Contact: Jared Wolfe, jdw[AT]klamathbird.org, 262-443-6866
Habitat alteration due to forest clearing and climate change threaten wildlife populations across the globe. To better understand the interacting effects of habitat degradation and climate on bird populations, researchers from the U.S. Forest Service Pacific Southwest Research Station (PSW), Klamath Bird Observatory, and Costa Rica Bird Observatories spent 12 years studying the White-collared Manakin, a fruit-eating tropical bird, in mature and young forests along the Caribbean coast of Costa Rica. During the study, several El Niño and La Niña events—cycles of warm and cold ocean temperatures that influence air temperature and precipitation—resulted in very marked dry and wet annual conditions that allowed researchers to measure differences in manakin survival relative to climatic shifts. Results were recently published as the cover article in the journal Oecologia July 2015 edition.

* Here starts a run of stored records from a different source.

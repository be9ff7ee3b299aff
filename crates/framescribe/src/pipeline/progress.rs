use std::sync::Mutex;

use tracing::info;

use crate::job::{JobProgress, JobStep};

/// Events emitted while a job runs.
#[derive(Debug, Clone, PartialEq)]
pub enum ProgressEvent {
    /// A step is starting.
    Step { job_id: String, step: JobStep },
    /// Persisted state changed.
    Progress(JobProgress),
    Completed { job_id: String },
    Failed { job_id: String, error: String },
}

pub trait ProgressReporter: Send + Sync {
    fn report(&self, event: ProgressEvent);
}

/// Discards every event.
pub struct NoopProgress;

impl ProgressReporter for NoopProgress {
    fn report(&self, _event: ProgressEvent) {}
}

/// Writes events to the tracing subscriber.
pub struct LogProgress;

impl ProgressReporter for LogProgress {
    fn report(&self, event: ProgressEvent) {
        match event {
            ProgressEvent::Step { job_id, step } => {
                info!(job_id = %job_id, step = %step, "Entering step");
            }
            ProgressEvent::Progress(p) => {
                info!(
                    job_id = %p.job_id,
                    step = %p.step,
                    percent = p.percent,
                    processed = p.processed_images,
                    total = p.total_images,
                    "Progress"
                );
            }
            ProgressEvent::Completed { job_id } => info!(job_id = %job_id, "Job completed"),
            ProgressEvent::Failed { job_id, error } => {
                info!(job_id = %job_id, error = %error, "Job failed")
            }
        }
    }
}

/// Keeps every event in memory, for inspection in tests and tooling.
#[derive(Default)]
pub struct RecordingProgress {
    events: Mutex<Vec<ProgressEvent>>,
}

impl RecordingProgress {
    pub fn events(&self) -> Vec<ProgressEvent> {
        self.events.lock().map(|e| e.clone()).unwrap_or_default()
    }
}

impl ProgressReporter for RecordingProgress {
    fn report(&self, event: ProgressEvent) {
        if let Ok(mut events) = self.events.lock() {
            events.push(event);
        }
    }
}
use std::path::PathBuf;
use thiserror::Error;

#[derive(Error, Debug)]
pub enum FramescribeError {
    #[error("Configuration error: {0}")]
    Config(#[from] ConfigError),

    #[error("Processing error: {0}")]
    Process(#[from] ProcessError),

    #[error("Storage error: {0}")]
    Storage(#[from] StorageError),

    #[error("Worker error: {0}")]
    Worker(#[from] WorkerError),

    #[error("Database error: {0}")]
    Database(#[from] crate::db::DatabaseError),

    #[error("Batch service error: {0}")]
    Batch(#[from] crate::batch::BatchError),

    #[error("Secret error: {0}")]
    Secret(#[from] crate::secrets::SecretError),

    #[error("Pipeline error: {0}")]
    Pipeline(#[from] crate::pipeline::PipelineError),
}

#[derive(Error, Debug)]
pub enum ConfigError {
    #[error("Failed to read config file '{path}': {source}")]
    ReadFile {
        path: PathBuf,
        #[source]
        source: std::io::Error,
    },

    #[error("Failed to parse config JSON: {0}")]
    ParseJson(#[from] serde_json::Error),

    #[error("Config validation failed: {message}")]
    Validation { message: String },

    #[error("Schema validation failed: {errors}")]
    SchemaValidation { errors: String },
}

#[derive(Error, Debug)]
pub enum ProcessError {
    #[error("Failed to read archive: {0}")]
    Archive(String),

    #[error("Failed to decode image '{name}': {reason}")]
    ImageDecode { name: String, reason: String },

    #[error("Failed to encode image: {0}")]
    ImageEncode(String),

    #[error("Failed to build DOCX: {0}")]
    DocxProcessing(String),

    #[error("Failed to access scratch file '{path}': {source}")]
    Scratch {
        path: PathBuf,
        #[source]
        source: std::io::Error,
    },
}

#[derive(Error, Debug)]
pub enum StorageError {
    #[error("Object not found: {0}")]
    NotFound(String),

    #[error("Invalid object key '{key}': {reason}")]
    InvalidKey { key: String, reason: String },

    #[error("Failed to create directory '{path}': {source}")]
    CreateDirectory {
        path: PathBuf,
        #[source]
        source: std::io::Error,
    },

    #[error("Failed to read object '{path}': {source}")]
    ReadObject {
        path: PathBuf,
        #[source]
        source: std::io::Error,
    },

    #[error("Failed to write object '{path}': {source}")]
    WriteObject {
        path: PathBuf,
        #[source]
        source: std::io::Error,
    },

    #[error("Failed to delete object '{path}': {source}")]
    DeleteObject {
        path: PathBuf,
        #[source]
        source: std::io::Error,
    },

    #[error("Failed to list objects under '{prefix}': {reason}")]
    List { prefix: String, reason: String },

    #[error("Failed to sign URL: {0}")]
    Signing(String),
}

#[derive(Error, Debug)]
pub enum WorkerError {
    #[error("Worker channel closed unexpectedly")]
    ChannelClosed,

    #[error("Job {0} is already in flight")]
    AlreadyRunning(String),

    #[error("Worker state lock poisoned")]
    LockPoisoned,
}

pub type Result<T> = std::result::Result<T, FramescribeError>;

In young tropical forests, researchers found dramatic decreases in manakins’ survival during dry weather associated with El Niño. Researchers believe that, due to a sparser canopy and their fragmented nature, the young forests were more susceptible to understory drying that reduced fruit production. Conversely, manakins’ survival rates were higher during wet years associated with La Niña events in these young forests where increased moisture and sun exposure likely led to an abundance of fruit resources. In mature forests, researchers observed very stable manakin survival rates regardless of climatic shifts, suggesting a relatively constant abundance of fruit resources.
“The complex structure of mature forest is thought to serve as a climatic refuge, buffering fruiting plants from climatic changes resulting in stable manakin survival,” says Jared Wolfe, a postdoctoral researcher with PSW and Klamath Bird Observatory and the study’s lead author. “Climatic refuges, such as mature tropical forests, may be important for many resident tropical bird species faced with the decreasing availability of mature forests coupled with increases in the severity of El Niño-associated dryness.”
These study results represent the first published documentation of El Niño’s influence on the survival of a resident tropical landbird. Researchers believe that variation in manakin survival between forest types provides insight into the sensitivity of certain species to habitat alteration. “From a management perspective, understanding how climatic events affect biodiversity is critical for the development of science-based conservation strategies,” says Pablo Elizondo, the Costa Rica Bird Observatories’ executive director and co-author of the study.
This publication represents an ongoing collaboration between Klamath Bird Observatory, the US Forest Service Pacific Southwest Research Station and International Programs, and the Costa Rica Bird Observatories.